3.3 Sample validation

At the express request of the Customer and when the manufacture of the Products so requires, MPO will manufacture samples of the pressed Products which will be sent to the Customer with a view to their validation by the Customer. In this case, any commencement of the performance of the Services requires the written validation of the samples of the pressed Products by the Customer. Validation of the Product samples by the Customer implies full and complete acceptance of the Product samples, in particular with regard to the quality of the attachment of the Customer’s Data to the Product (in particular in phonetic and visual terms) and acceptance of the pressing of the Products. The time taken by the Customer to validate the samples will extend the time periods specified in the quotation accordingly.

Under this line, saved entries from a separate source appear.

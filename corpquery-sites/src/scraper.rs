//! The company scraper.
//!
//! One call to [`Scraper::fetch_company_info`] runs the whole sequence for
//! a single company name:
//!
//! 1. Visit the site root for a session cookie (if the profile asks for it)
//! 2. Search by name
//! 3. Classify the search page (challenge, empty, content)
//! 4. Follow the detail link (if the profile has one)
//! 5. Extract the fields, persist the record
//!
//! Failures never escape: every error becomes a captcha-required outcome
//! carrying the error message.

use chrono::Utc;
use corpquery_core::{CaptchaOrErrorResult, CompanyRecord, RecordField, ScrapeOutcome};
use corpquery_fetch::{
    FetchError, FetchRequest, FetchResponse, RetryStrategy, Transport, fetch_with_retry,
};
use corpquery_store::{RecordStore, save_record};
use std::sync::Arc;
use tracing::{debug, info, instrument, warn};
use url::Url;

use crate::classify::{Classification, captcha_image, classify, detect_captcha};
use crate::descriptor::SiteProfile;
use crate::error::SiteError;

/// Scrapes one site profile and persists what it finds.
pub struct Scraper {
    profile: SiteProfile,
    transport: Arc<dyn Transport>,
    store: Arc<dyn RecordStore>,
    retry: RetryStrategy,
}

impl Scraper {
    /// Creates a scraper with the default retry strategy.
    pub fn new(
        profile: SiteProfile,
        transport: Arc<dyn Transport>,
        store: Arc<dyn RecordStore>,
    ) -> Self {
        Self {
            profile,
            transport,
            store,
            retry: RetryStrategy::default(),
        }
    }

    /// Replaces the retry strategy.
    #[must_use]
    pub fn with_retry(mut self, retry: RetryStrategy) -> Self {
        self.retry = retry;
        self
    }

    /// The profile being scraped.
    pub fn profile(&self) -> &SiteProfile {
        &self.profile
    }

    /// Looks up one company.
    ///
    /// `captcha` is the caller's answer to an earlier challenge. It is only
    /// logged; the sites offer no documented way to submit it.
    #[instrument(skip(self, captcha), fields(site = %self.profile.kind))]
    pub async fn fetch_company_info(&self, name: &str, captcha: Option<&str>) -> ScrapeOutcome {
        if let Some(answer) = captcha {
            debug!(captcha = %answer, "Captcha answer supplied, not submitted");
        }

        match self.scrape(name).await {
            Ok(outcome) => outcome,
            Err(e) => {
                warn!(error = %e, "Scrape failed");
                ScrapeOutcome::Blocked(error_result(&e))
            }
        }
    }

    async fn scrape(&self, name: &str) -> Result<ScrapeOutcome, SiteError> {
        let cookie = self.init_session().await?;

        let search_url = self.profile.search_url(name)?;
        let search = self.get(search_url.clone(), cookie.as_deref()).await?;

        match classify(&self.profile, &search_url, &search.body) {
            Classification::Captcha { kind, image } => {
                warn!(?kind, has_image = image.is_some(), "Search page is a challenge");
                return Ok(CaptchaOrErrorResult::captcha(kind.message())
                    .with_image(image)
                    .into());
            }
            Classification::Empty(message) => {
                debug!(%message, "Search returned no data");
                return Ok(CaptchaOrErrorResult::no_data(message).into());
            }
            Classification::Content => {}
        }

        let detail_body = match &self.profile.detail_link {
            Some(pattern) => {
                let Some(href) = pattern.captures(&search.body).and_then(|c| c.get(1)) else {
                    debug!("No detail link on search page");
                    return Ok(CaptchaOrErrorResult::no_data("No company detail link found").into());
                };
                let detail_url = self.profile.detail_url(href.as_str())?;
                let detail = self.get(detail_url.clone(), cookie.as_deref()).await?;

                if let Some(kind) = detect_captcha(&self.profile, &detail.body) {
                    warn!(?kind, "Detail page is a challenge");
                    let image = captcha_image(&self.profile, &detail_url, &detail.body);
                    return Ok(CaptchaOrErrorResult::captcha(kind.message())
                        .with_image(image)
                        .into());
                }
                detail.body
            }
            None => search.body,
        };

        if self.profile.require_name && self.profile.extract(RecordField::Name, &detail_body).is_none()
        {
            debug!("No company name on result page");
            return Ok(ScrapeOutcome::NotFound);
        }

        let record = CompanyRecord::from_fields(
            name,
            |field| self.profile.extract(field, &detail_body),
            Utc::now(),
        );
        let key = save_record(self.store.as_ref(), &record).await?;
        info!(key = %key, company = %record.name, "Stored company record");

        Ok(ScrapeOutcome::Found(record))
    }

    async fn init_session(&self) -> Result<Option<String>, SiteError> {
        if !self.profile.init_session {
            return Ok(None);
        }

        let response = self.get(self.profile.base_url.clone(), None).await?;
        let cookie = response.cookie_header();
        debug!(has_cookie = cookie.is_some(), "Session initialized");
        Ok(cookie)
    }

    async fn get(&self, url: Url, cookie: Option<&str>) -> Result<FetchResponse, SiteError> {
        let request = FetchRequest::get(url).with_cookie(cookie)?;
        Ok(fetch_with_retry(self.transport.as_ref(), &request, &self.retry).await?)
    }
}

fn error_result(error: &SiteError) -> CaptchaOrErrorResult {
    match error {
        SiteError::Fetch(FetchError::Status { status, .. }) => {
            CaptchaOrErrorResult::captcha(format!("HTTP {status}"))
        }
        other => CaptchaOrErrorResult::captcha(other.to_string()),
    }
}

#[cfg(test)]
mod tests {
    use super::*;
    use corpquery_core::UNKNOWN;
    use corpquery_fetch::testing::MockTransport;
    use corpquery_store::{MemoryStore, recent_history};
    use reqwest::header::SET_COOKIE;
    use std::time::Duration;

    use crate::descriptor::SiteKind;
    use crate::registry::SiteRegistry;

    const BASE: &str = "https://agg.test/";
    // Host-qualified so it outranks the root route.
    const SEARCH: &str = "agg.test/web/search";

    fn filler() -> String {
        format!("<div class=\"nav\">{}</div>", "<span>menu</span>".repeat(80))
    }

    fn search_page(link: &str) -> String {
        format!(
            r#"<html><body>{}<a class="title" href="{link}">Acme</a></body></html>"#,
            filler()
        )
    }

    fn detail_page() -> String {
        format!(
            r#"<html><body>{}<h1>Acme Trading Co</h1>
<table><tr><td>统一社会信用代码</td><td>91110000ABCDEF1234</td>
<td>法定代表人</td><td><a href="/pl/1.html">张三</a></td></tr>
<tr><td>注册资本</td><td>100万元</td><td>成立日期</td><td>2010-05-20</td></tr></table>
</body></html>"#,
            filler()
        )
    }

    fn aggregator(transport: &Arc<MockTransport>, store: &Arc<MemoryStore>) -> Scraper {
        let profile = SiteRegistry::profile_with_base(SiteKind::Aggregator, Some(BASE)).unwrap();
        Scraper::new(profile, transport.clone(), store.clone())
            .with_retry(RetryStrategy::new(2).with_delay(Duration::ZERO))
    }

    #[tokio::test]
    async fn test_full_aggregator_flow() {
        let transport = Arc::new(
            MockTransport::new()
                .respond_with_header(BASE, 200, "<html></html>", (SET_COOKIE, "sid=abc; Path=/"))
                .respond(SEARCH, 200, search_page("/firm/acme.html"))
                .respond("agg.test/firm/acme.html", 200, detail_page()),
        );
        let store = Arc::new(MemoryStore::new());
        let scraper = aggregator(&transport, &store);

        let outcome = scraper.fetch_company_info("Acme", None).await;
        let record = outcome.record().expect("record").clone();

        assert_eq!(record.name, "Acme Trading Co");
        assert_eq!(record.reg_number, "91110000ABCDEF1234");
        assert_eq!(record.legal_rep, "张三");
        assert_eq!(record.capital, "100万元");
        assert_eq!(record.established, "2010-05-20");

        // Session cookie is forwarded to search and detail requests.
        let requests = transport.requests();
        assert_eq!(requests.len(), 3);
        assert!(requests[0].headers.get("cookie").is_none());
        for request in &requests[1..] {
            assert_eq!(request.headers.get("cookie").unwrap(), "sid=abc");
        }

        let history = recent_history(store.as_ref(), 50).await.unwrap();
        assert_eq!(history.len(), 1);
        assert_eq!(history[0].reg_number, record.reg_number);
    }

    #[tokio::test]
    async fn test_missing_fields_fall_back() {
        let detail = format!("<html>{}<p>nothing useful</p></html>", filler());
        let transport = Arc::new(
            MockTransport::new()
                .respond(BASE, 200, "")
                .respond(SEARCH, 200, search_page("/firm/x.html"))
                .respond("agg.test/firm/x.html", 200, detail),
        );
        let store = Arc::new(MemoryStore::new());

        let outcome = aggregator(&transport, &store).fetch_company_info("Query Name", None).await;
        let record = outcome.record().unwrap();

        assert_eq!(record.name, "Query Name");
        assert_eq!(record.reg_number, UNKNOWN);
        assert_eq!(record.established, UNKNOWN);
        assert_eq!(store.len().await, 1);
    }

    #[tokio::test]
    async fn test_search_captcha_stops_before_detail() {
        let body = format!(
            r#"{}<p>请完成滑动验证</p><img src="/captcha/img.png">"#,
            filler()
        );
        let transport = Arc::new(
            MockTransport::new()
                .respond(BASE, 200, "")
                .respond(SEARCH, 200, body),
        );
        let store = Arc::new(MemoryStore::new());

        let outcome = aggregator(&transport, &store).fetch_company_info("Acme", None).await;

        let ScrapeOutcome::Blocked(result) = outcome else {
            panic!("expected blocked outcome");
        };
        assert!(result.captcha_required);
        assert_eq!(
            result.captcha_image.as_deref(),
            Some("https://agg.test/captcha/img.png")
        );
        assert_eq!(transport.calls_matching("/firm/"), 0);
        assert!(store.is_empty().await);
    }

    #[tokio::test]
    async fn test_short_search_body_is_soft_failure() {
        let transport = Arc::new(
            MockTransport::new()
                .respond(BASE, 200, "")
                .respond(SEARCH, 200, "<html>tiny</html>"),
        );
        let store = Arc::new(MemoryStore::new());

        let outcome = aggregator(&transport, &store).fetch_company_info("Acme", None).await;

        let ScrapeOutcome::Blocked(result) = outcome else {
            panic!("expected blocked outcome");
        };
        assert!(!result.captcha_required);
        assert!(result.message.is_some());
    }

    #[tokio::test]
    async fn test_missing_detail_link_is_soft_failure() {
        let body = format!("<html>{}</html>", filler());
        let transport = Arc::new(
            MockTransport::new()
                .respond(BASE, 200, "")
                .respond(SEARCH, 200, body),
        );
        let store = Arc::new(MemoryStore::new());

        let outcome = aggregator(&transport, &store).fetch_company_info("Acme", None).await;

        assert_eq!(
            outcome,
            ScrapeOutcome::Blocked(CaptchaOrErrorResult::no_data("No company detail link found"))
        );
    }

    #[tokio::test]
    async fn test_detail_captcha() {
        let transport = Arc::new(
            MockTransport::new()
                .respond(BASE, 200, "")
                .respond(SEARCH, 200, search_page("/firm/a.html"))
                .respond("agg.test/firm/a.html", 200, "<p>安全验证</p>"),
        );
        let store = Arc::new(MemoryStore::new());

        let outcome = aggregator(&transport, &store).fetch_company_info("Acme", None).await;

        assert!(matches!(outcome, ScrapeOutcome::Blocked(r) if r.captcha_required));
        assert!(store.is_empty().await);
    }

    #[tokio::test]
    async fn test_http_status_becomes_captcha_after_retries() {
        let transport = Arc::new(
            MockTransport::new()
                .respond(BASE, 200, "")
                .respond(SEARCH, 503, "busy"),
        );
        let store = Arc::new(MemoryStore::new());

        let outcome = aggregator(&transport, &store).fetch_company_info("Acme", None).await;

        let ScrapeOutcome::Blocked(result) = outcome else {
            panic!("expected blocked outcome");
        };
        assert!(result.captcha_required);
        assert_eq!(result.message.as_deref(), Some("HTTP 503 Service Unavailable"));
        assert_eq!(transport.calls_matching("/web/search"), 3);
    }

    #[tokio::test]
    async fn test_transport_error_becomes_captcha() {
        let transport = Arc::new(MockTransport::new().fail(BASE, "connection reset"));
        let store = Arc::new(MemoryStore::new());

        let outcome = aggregator(&transport, &store).fetch_company_info("Acme", None).await;

        let ScrapeOutcome::Blocked(result) = outcome else {
            panic!("expected blocked outcome");
        };
        assert!(result.captcha_required);
        assert!(result.message.unwrap().contains("connection reset"));
        assert_eq!(transport.calls(), 3);
    }

    #[tokio::test]
    async fn test_registry_inline_result() {
        let base = "http://registry.test/";
        let page = r#"<h1 class="company-name">深圳市某某科技有限公司</h1>
<span>统一社会信用代码：91440300MA5ABCDE12</span><span>法定代表人：王五</span>"#;
        let transport = Arc::new(MockTransport::new().respond("corp-query", 200, page));
        let store = Arc::new(MemoryStore::new());
        let profile = SiteRegistry::profile_with_base(SiteKind::Registry, Some(base)).unwrap();
        let scraper = Scraper::new(profile, transport.clone(), store.clone())
            .with_retry(RetryStrategy::no_retry());

        let outcome = scraper.fetch_company_info("某某科技", Some("x7k2")).await;
        let record = outcome.record().unwrap();

        assert_eq!(record.name, "深圳市某某科技有限公司");
        assert_eq!(record.reg_number, "91440300MA5ABCDE12");
        assert_eq!(record.capital, UNKNOWN);
        // No session request, no detail request.
        assert_eq!(transport.calls(), 1);
        // The captcha answer is never sent to the site.
        assert!(!transport.requests()[0].url.as_str().contains("x7k2"));
    }

    #[tokio::test]
    async fn test_registry_without_name_is_not_found() {
        let transport = Arc::new(MockTransport::new().respond("corp-query", 200, "<p>暂无数据</p>"));
        let store = Arc::new(MemoryStore::new());
        let profile =
            SiteRegistry::profile_with_base(SiteKind::Registry, Some("http://registry.test/")).unwrap();
        let scraper = Scraper::new(profile, transport, store.clone());

        let outcome = scraper.fetch_company_info("nobody", None).await;

        assert_eq!(outcome, ScrapeOutcome::NotFound);
        assert!(store.is_empty().await);
    }
}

Any new requests from the Client not initially provided for in the quotation, in particular entailing the production of new samples of Products by MPO, shall be the subject of an additional quotation subject to the Client’s prior written acceptance, under the conditions set out in article 2 of the GTC.

The Client is informed that significant variations in sound, image or colour may occur within the limits of machine tolerances between the samples of Products and the Products that will be delivered. Under no circumstances may these differences engage the responsibility of MPO, nor in particular motivate a rejection of the Products, a reduction in price, or give rise to a right to damages and interest.

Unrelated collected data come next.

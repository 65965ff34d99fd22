// Lint configuration for this crate
#![warn(missing_docs)]
#![warn(clippy::all)]
#![warn(clippy::pedantic)]
#![allow(clippy::module_name_repetitions)]
#![allow(clippy::must_use_candidate)]

//! # `CorpQuery` Store
//!
//! Record storage for the `CorpQuery` service.
//!
//! This crate provides:
//!
//! - **RecordStore**: The flat key-value seam the scraper and router share
//! - **MemoryStore**: Process-local backend
//! - **FileStore**: Durable JSON-file backend
//! - **History**: Record keys and the newest-first history listing
//!
//! ## Usage
//!
//! ```ignore
//! use corpquery_store::{recent_history, save_record, FileStore};
//!
//! let store = FileStore::open("records.json").await?;
//! let key = save_record(&store, &record).await?;
//! let latest = recent_history(&store, 50).await?;
//! ```

pub mod error;
pub mod file;
pub mod history;
pub mod memory;
pub mod persistence;
pub mod store;

pub use error::StoreError;
pub use file::FileStore;
pub use history::{DEFAULT_HISTORY_LIMIT, KEY_PREFIX, recent_history, record_key, save_record};
pub use memory::MemoryStore;
pub use persistence::{default_data_dir, default_store_path, load_json, save_json};
pub use store::RecordStore;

From the date of transmission of the Product samples to the Client by MPO for validation, MPO may, at its discretion, retain the samples remaining with MPO in a confidential manner or destroy them. Any complaint made by the Client shall not suspend payment of the price of the Services.

4. MODIFICATION OR CANCELLATION OF THE ORDER

4.1 Agreed changes to the Order: In the event of agreed changes to the initial Order or in the event of an additional order, the Order shall be the subject of a new quotation or quotations supplementing the initial quotation, signed by the Customer and, where applicable, the payment of an additional deposit.

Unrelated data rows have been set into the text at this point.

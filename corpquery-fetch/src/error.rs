//! Fetch error types.

use reqwest::StatusCode;
use thiserror::Error;

/// Error type for fetch operations.
#[derive(Debug, Error)]
pub enum FetchError {
    /// HTTP request failed.
    #[error("HTTP error: {0}")]
    Http(#[from] reqwest::Error),

    /// The site answered with a status outside 2xx/3xx.
    #[error("HTTP {status} from {url}")]
    Status {
        /// Response status.
        status: StatusCode,
        /// Requested URL.
        url: String,
    },

    /// Request timed out.
    #[error("Request timed out after {0} seconds")]
    Timeout(u64),

    /// Invalid URL.
    #[error("Invalid URL: {0}")]
    InvalidUrl(String),

    /// A header value could not be encoded.
    #[error("Invalid header value for {name}: {reason}")]
    InvalidHeader {
        /// Header name.
        name: String,
        /// Why the value was rejected.
        reason: String,
    },

    /// Transport-level failure not raised by reqwest.
    #[error("Transport error: {0}")]
    Transport(String),
}

impl FetchError {
    /// Returns the HTTP status if this error came from a non-ok response.
    pub fn status(&self) -> Option<StatusCode> {
        match self {
            Self::Status { status, .. } => Some(*status),
            Self::Http(e) => e.status(),
            _ => None,
        }
    }
}

impl From<url::ParseError> for FetchError {
    fn from(err: url::ParseError) -> Self {
        Self::InvalidUrl(err.to_string())
    }
}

4.2 Modification or cancellation by the Client: Any modification of the Order by the Client shall be subject to the written agreement of MPO and, where applicable, to an increase in the Services and/or the price of the Products. MPO shall be authorised to suspend the performance of the Services and/or the delivery of the Products until the quotation has been accepted by the Client.

In the event of cancellation of all or part of the Order by the Client prior to the commencement of performance of the Order, MPO shall be entitled to demand compensation in an amount equal to forty percent (40%) of the total amount of the Order excluding VAT, in addition to the reimbursement of costs incurred by MPO. In the event of cancellation of all or part of the Order by the Client after the Order has begun to be executed, all Services already performed and Products already manufactured shall be invoiced to the Client on a pro rata temporis basis, in addition to the related costs.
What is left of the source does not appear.